Put down the bottle: Water is way better for your teeth than sugary and acidic drinks, but bottled water may not be as good for your teeth as what comes straight from the tap. Many communities have fluoridated water. Fluoride can help prevent and reverse tooth decay. Plus, filling a reusable bottle from the tap is better for the environment.
Cut the colas: Sugar is bad for teeth and so is citric acid. The preservative can erode tooth enamel – which can never be replaced. In addition, even though diet drinks lack sugar, they’re still acidic.

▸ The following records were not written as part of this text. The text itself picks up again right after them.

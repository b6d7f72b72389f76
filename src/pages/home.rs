use std::sync::Arc;

use lines_common::{AiArticle, Article, TimeSaverStats};
use tracing::warn;

use super::PageContext;
use crate::errors::ApiError;
use crate::query::{CacheEntry, QueryDescriptor, QueryKey};
use crate::services::{AiMlService, ArticlesService, TimeSaverService};

/// Items per home-page strip.
pub const HOME_STRIP_LIMIT: u32 = 6;

/// The landing page: trending articles, trending AI/ML news and the Time
/// Saver stats strip. The three load independently; one failing leaves the
/// others on screen.
pub struct HomePage {
    ctx: PageContext,
    articles: ArticlesService,
    ai_ml: AiMlService,
    time_saver: TimeSaverService,
}

/// One render of the home page.
#[derive(Debug, Clone)]
pub struct HomeView {
    pub trending_articles: CacheEntry<Vec<Article>>,
    pub trending_ai_ml: CacheEntry<Vec<AiArticle>>,
    pub time_saver_stats: CacheEntry<TimeSaverStats>,
}

impl HomeView {
    pub fn is_loading(&self) -> bool {
        self.trending_articles.is_loading()
            || self.trending_ai_ml.is_loading()
            || self.time_saver_stats.is_loading()
    }
}

/// Whatever loaded. Failed strips are `None`.
#[derive(Debug, Clone, Default)]
pub struct HomeSections {
    pub trending_articles: Option<Arc<Vec<Article>>>,
    pub trending_ai_ml: Option<Arc<Vec<AiArticle>>>,
    pub time_saver_stats: Option<Arc<TimeSaverStats>>,
}

impl HomePage {
    pub fn new(ctx: PageContext) -> Self {
        Self {
            articles: ArticlesService::new(ctx.http.clone()),
            ai_ml: AiMlService::new(ctx.http.clone()),
            time_saver: TimeSaverService::new(ctx.http.clone()),
            ctx,
        }
    }

    pub fn trending_articles_query(&self) -> QueryDescriptor<Vec<Article>> {
        let service = self.articles.clone();
        QueryDescriptor::new(
            QueryKey::new("home-articles").with(HOME_STRIP_LIMIT),
            self.ctx.stale_time("home-articles"),
            move || {
                let service = service.clone();
                async move { service.get_trending_articles(HOME_STRIP_LIMIT).await }
            },
        )
    }

    pub fn trending_ai_ml_query(&self) -> QueryDescriptor<Vec<AiArticle>> {
        let service = self.ai_ml.clone();
        QueryDescriptor::new(
            QueryKey::new("home-aiml").with(HOME_STRIP_LIMIT),
            self.ctx.stale_time("home-aiml"),
            move || {
                let service = service.clone();
                async move { service.get_trending(HOME_STRIP_LIMIT).await }
            },
        )
    }

    pub fn stats_query(&self) -> QueryDescriptor<TimeSaverStats> {
        let service = self.time_saver.clone();
        QueryDescriptor::new(
            QueryKey::new("home-timesaver"),
            self.ctx.stale_time("home-timesaver"),
            move || {
                let service = service.clone();
                async move { service.get_stats().await }
            },
        )
    }

    /// Load all three strips concurrently.
    pub async fn load(&self) -> HomeSections {
        let articles_query = self.trending_articles_query();
        let ai_ml_query = self.trending_ai_ml_query();
        let stats_query = self.stats_query();
        let (articles, ai_ml, stats) = tokio::join!(
            self.ctx.cache.fetch(&articles_query),
            self.ctx.cache.fetch(&ai_ml_query),
            self.ctx.cache.fetch(&stats_query),
        );
        HomeSections {
            trending_articles: loaded("trending articles", articles),
            trending_ai_ml: loaded("trending AI/ML", ai_ml),
            time_saver_stats: loaded("time saver stats", stats),
        }
    }

    pub fn view(&self) -> HomeView {
        HomeView {
            trending_articles: self.ctx.cache.observe(&self.trending_articles_query()),
            trending_ai_ml: self.ctx.cache.observe(&self.trending_ai_ml_query()),
            time_saver_stats: self.ctx.cache.observe(&self.stats_query()),
        }
    }
}

fn loaded<T>(section: &str, result: Result<Arc<T>, ApiError>) -> Option<Arc<T>> {
    result
        .inspect_err(|e| warn!(section, error = %e, "Home section failed to load"))
        .ok()
}

#[cfg(test)]
mod tests {
    use std::collections::HashMap;
    use std::time::Duration;

    use axum::extract::Query;
    use axum::routing::get;
    use serde_json::json;

    use super::*;
    use crate::config::ClientConfig;
    use crate::query::QueryCache;
    use crate::services::client_for;
    use crate::url_state::MemoryHistory;

    async fn home(router: axum::Router) -> HomePage {
        let http = client_for(router).await;
        HomePage::new(PageContext {
            http,
            cache: QueryCache::new(Duration::from_secs(60)),
            config: Arc::new(ClientConfig::default()),
            history: Arc::new(MemoryHistory::new()),
        })
    }

    #[tokio::test]
    async fn test_failed_strip_leaves_others() {
        let router = axum::Router::new()
            .route(
                "/articles/trending/list",
                get(|Query(params): Query<HashMap<String, String>>| async move {
                    let limit = params.get("limit").cloned().unwrap_or_default();
                    axum::Json(json!({
                        "success": true,
                        "data": { "articles": [{ "id": 1, "title": format!("limit {}", limit) }] }
                    }))
                }),
            )
            .route(
                "/time-saver/stats",
                get(|| async {
                    axum::Json(json!({ "success": true, "data": { "stats": { "todayNewCount": 4 } } }))
                }),
            );
        let page = home(router).await;

        let sections = page.load().await;
        let articles = sections.trending_articles.unwrap();
        assert_eq!(articles[0].title, "limit 6");
        assert!(sections.trending_ai_ml.is_none());
        assert_eq!(sections.time_saver_stats.unwrap().today_new_count, 4);

        let view = page.view();
        assert!(view.trending_ai_ml.error.is_some());
        assert!(view.trending_articles.data.is_some());
    }
}
//! Typed error hierarchy for the Lines client.
//!
//! Three top-level enums cover the three subsystems:
//! - `ApiError`: anything a REST call can fail with. The query cache records
//!   it and the pages render it.
//! - `SessionError`: session state machine and token storage failures
//! - `ConfigError`: configuration loading failures

use lines_common::FieldError;
use lines_common::envelope::EnvelopeError;
use thiserror::Error;

/// Errors from the HTTP client and service modules.
///
/// Cloneable so one failure can be handed to every consumer attached to a
/// de-duplicated request.
#[derive(Debug, Clone, Error, PartialEq)]
pub enum ApiError {
    /// Network unreachable, connection reset, timeout.
    #[error("Network error: {0}")]
    Transport(String),

    #[error("{message}")]
    Unauthorized { message: String },

    #[error("{message}")]
    NotFound { message: String },

    /// 4xx with field-level messages, shown inline by the originating form.
    #[error("{message}")]
    Validation {
        status: u16,
        message: String,
        fields: Vec<FieldError>,
    },

    #[error("Server error ({status}): {message}")]
    Server { status: u16, message: String },

    /// A 2xx response whose envelope reported `success: false`.
    #[error("{message}")]
    Rejected { message: String },

    #[error("Unexpected response: {0}")]
    Decode(String),
}

impl ApiError {
    /// Build the error for a non-success HTTP status, keeping the server's
    /// message verbatim when it sent one.
    pub fn from_status(status: u16, message: Option<String>, fields: Vec<FieldError>) -> Self {
        let message = message
            .filter(|m| !m.trim().is_empty())
            .unwrap_or_else(|| default_message(status).to_string());
        match status {
            401 => Self::Unauthorized { message },
            404 => Self::NotFound { message },
            400..=499 => Self::Validation {
                status,
                message,
                fields,
            },
            _ => Self::Server { status, message },
        }
    }

    /// HTTP status of the failed call, when one was received.
    pub fn status(&self) -> Option<u16> {
        match self {
            Self::Unauthorized { .. } => Some(401),
            Self::NotFound { .. } => Some(404),
            Self::Validation { status, .. } | Self::Server { status, .. } => Some(*status),
            Self::Rejected { .. } => Some(200),
            Self::Transport(_) | Self::Decode(_) => None,
        }
    }

    /// Message suitable for showing to the user.
    pub fn message(&self) -> String {
        match self {
            Self::Transport(_) => "Unable to reach the server. Please try again.".to_string(),
            Self::Decode(_) => "Something went wrong. Please try again.".to_string(),
            Self::Unauthorized { message }
            | Self::NotFound { message }
            | Self::Validation { message, .. }
            | Self::Server { message, .. }
            | Self::Rejected { message } => message.clone(),
        }
    }

    /// Field-level validation messages, empty for every other kind.
    pub fn field_errors(&self) -> &[FieldError] {
        match self {
            Self::Validation { fields, .. } => fields,
            _ => &[],
        }
    }

    /// Transport faults and 5xx responses may succeed on retry; validation
    /// and auth failures never do.
    pub fn is_retryable(&self) -> bool {
        matches!(self, Self::Transport(_) | Self::Server { .. })
    }

    pub fn is_unauthorized(&self) -> bool {
        matches!(self, Self::Unauthorized { .. })
    }
}

fn default_message(status: u16) -> &'static str {
    match status {
        401 => "Authentication required",
        403 => "You do not have permission to do that",
        404 => "Not found",
        400..=499 => "The request was invalid",
        _ => "The server failed to handle the request",
    }
}

impl From<reqwest::Error> for ApiError {
    fn from(err: reqwest::Error) -> Self {
        if err.is_decode() {
            Self::Decode(err.to_string())
        } else if let Some(status) = err.status() {
            Self::from_status(status.as_u16(), None, Vec::new())
        } else {
            Self::Transport(err.to_string())
        }
    }
}

impl From<EnvelopeError> for ApiError {
    fn from(err: EnvelopeError) -> Self {
        match err {
            EnvelopeError::Rejected { message, errors } if !errors.is_empty() => {
                Self::Validation {
                    status: 200,
                    message,
                    fields: errors,
                }
            }
            EnvelopeError::Rejected { message, .. } => Self::Rejected { message },
            EnvelopeError::MissingData => Self::Decode(err.to_string()),
        }
    }
}

/// Errors from the session state machine and token persistence.
#[derive(Debug, Error)]
pub enum SessionError {
    #[error("Invalid session transition from {from} to {to}")]
    InvalidTransition { from: String, to: String },

    #[error("Failed to access token store at {path}: {source}")]
    TokenStore {
        path: std::path::PathBuf,
        #[source]
        source: std::io::Error,
    },

    #[error("Corrupt token store at {path}: {source}")]
    CorruptTokens {
        path: std::path::PathBuf,
        #[source]
        source: serde_json::Error,
    },

    #[error(transparent)]
    Api(#[from] ApiError),
}

/// Errors from loading `lines.toml` and the environment.
#[derive(Debug, Error)]
pub enum ConfigError {
    #[error("Failed to read config file at {path}: {source}")]
    Read {
        path: std::path::PathBuf,
        #[source]
        source: std::io::Error,
    },

    #[error("Failed to parse config file at {path}: {source}")]
    Parse {
        path: std::path::PathBuf,
        #[source]
        source: toml::de::Error,
    },

    #[error("Invalid value for {key}: {message}")]
    InvalidValue { key: String, message: String },
}
//! Shared wire and domain types for the Lines client.
//!
//! Every payload the REST backend returns is wrapped in an [`Envelope`]. The
//! records inside are normalized into one canonical shape per entity here, so
//! the client core never deals with per-endpoint field-name drift.

pub mod envelope;
pub mod models;
pub mod pagination;

pub use envelope::{Envelope, FieldError};
pub use models::*;
pub use pagination::{Page, Pagination};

Snack attack: Chewing stimulates salivary flow, which then helps neutralize acid and rinse away food, says the American Dental Association. However, snacking on foods means saliva is only being produced for a short time and may not rinse away food and acid left on teeth. Constant snacking is bad too, because there’s not enough time for the mouth to clean teeth naturally before more food is introduced.
Brush better: Don’t brush your teeth right after you eat. The mouth needs time to wash away acids on the teeth. Brushing too soon may work the acids into teeth, making them weaker. Wait 30 minutes to an hour before brushing.
Easy does it Use a soft-bristled brush and don’t go too fast. Take time and make sure you get all surfaces, back and front included, and don’t forget to floss.